Fulacht fia, Lyradane, Co. Cork
Co. Cork |
Settlement Sites
In a pasture field near a stream in Lyradane, Co. Cork, a low mound of blackened, fire-cracked stone sits quietly in the grass, measuring roughly 25 metres north to south and just over 20 metres east to west.
To a passing eye it might register as nothing more than a slight rise in the ground, but it is the remains of a fulacht fia, one of the most numerous and least understood monument types in the Irish archaeological record. These are prehistoric cooking sites, typically Bronze Age in date, where stones were heated in a fire and then dropped into a water-filled trough to bring it to the boil. Over time, the shattered, heat-spent stones were raked aside and accumulated into the characteristic horseshoe-shaped or oval mounds that survive across the Irish countryside in their thousands.

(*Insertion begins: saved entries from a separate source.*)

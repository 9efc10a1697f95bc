//! SQLite schema for the link store
//!
//! Additive only: every statement is `IF NOT EXISTS`, nothing is ever
//! dropped or rewritten. There is no cascading delete; rows are merged or
//! replaced, never removed.

pub const SCHEMA: &str = r#"
-- ============================================
-- CONVERSATIONS
-- ============================================

-- One row per assistant conversation seen by a hook
CREATE TABLE IF NOT EXISTS conversations (
    id TEXT PRIMARY KEY,                   -- Source conversation/session id
    agent TEXT NOT NULL,                   -- 'cursor', 'claude-code', ...
    workspace_root TEXT NOT NULL,
    project_name TEXT NOT NULL,
    title TEXT,                            -- Coalesced on write
    summary TEXT,                          -- Coalesced on write
    ai_summary TEXT,                       -- Coalesced on write
    searchable_text TEXT,                  -- Coalesced on write
    relevant_files TEXT NOT NULL DEFAULT '[]',   -- JSON array, replaced
    attached_folders TEXT NOT NULL DEFAULT '[]', -- JSON array, replaced
    captured_files TEXT NOT NULL DEFAULT '[]',   -- JSON array, unioned
    created_at TEXT NOT NULL,              -- Set once
    updated_at TEXT NOT NULL,              -- Only advances
    last_hook_event TEXT
);

-- ============================================
-- COMMITS
-- ============================================

CREATE TABLE IF NOT EXISTS commits (
    hash TEXT PRIMARY KEY,                 -- Full hash, never truncated
    repo_path TEXT NOT NULL,
    branch TEXT,
    author TEXT,
    message TEXT NOT NULL DEFAULT '',
    committed_at TEXT NOT NULL,
    changed_files TEXT NOT NULL DEFAULT '[]',    -- JSON array, ordered
    created_at TEXT NOT NULL
);

-- ============================================
-- LINKS
-- ============================================

-- Exactly one live link per (conversation, commit) pair
CREATE TABLE IF NOT EXISTS conversation_commit_links (
    id INTEGER PRIMARY KEY,
    conversation_id TEXT NOT NULL,
    commit_hash TEXT NOT NULL,
    matched_files TEXT NOT NULL DEFAULT '[]',    -- JSON array, normalized paths
    confidence REAL NOT NULL CHECK (confidence >= 0.0 AND confidence <= 1.0),
    status TEXT NOT NULL CHECK (status IN ('auto', 'manual')),
    created_at TEXT NOT NULL,
    UNIQUE(conversation_id, commit_hash),
    FOREIGN KEY(conversation_id) REFERENCES conversations(id),
    FOREIGN KEY(commit_hash) REFERENCES commits(hash)
);

-- ============================================
-- INDEXES
-- ============================================

CREATE INDEX IF NOT EXISTS idx_conversations_updated ON conversations(updated_at DESC);
CREATE INDEX IF NOT EXISTS idx_conversations_workspace ON conversations(workspace_root);
CREATE INDEX IF NOT EXISTS idx_conversations_agent ON conversations(agent);

CREATE INDEX IF NOT EXISTS idx_commits_repo ON commits(repo_path);
CREATE INDEX IF NOT EXISTS idx_commits_committed ON commits(committed_at DESC);

CREATE INDEX IF NOT EXISTS idx_links_conversation ON conversation_commit_links(conversation_id);
CREATE INDEX IF NOT EXISTS idx_links_commit ON conversation_commit_links(commit_hash);
"#;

The site at Lyradane follows the classic pattern. The proximity to a stream would have been deliberate, providing a ready water source for the trough, and the mound itself is composed of the burnt and broken material discarded after repeated use. Whether cooking was the sole purpose of these sites has been debated by archaeologists for decades; proposals have ranged from textile processing to communal bathing, and it is likely that different sites served different functions at different times. What is less in doubt is the sheer labour involved in their repeated use, and the fact that so many survive at all speaks to just how common this activity once was across the Irish landscape.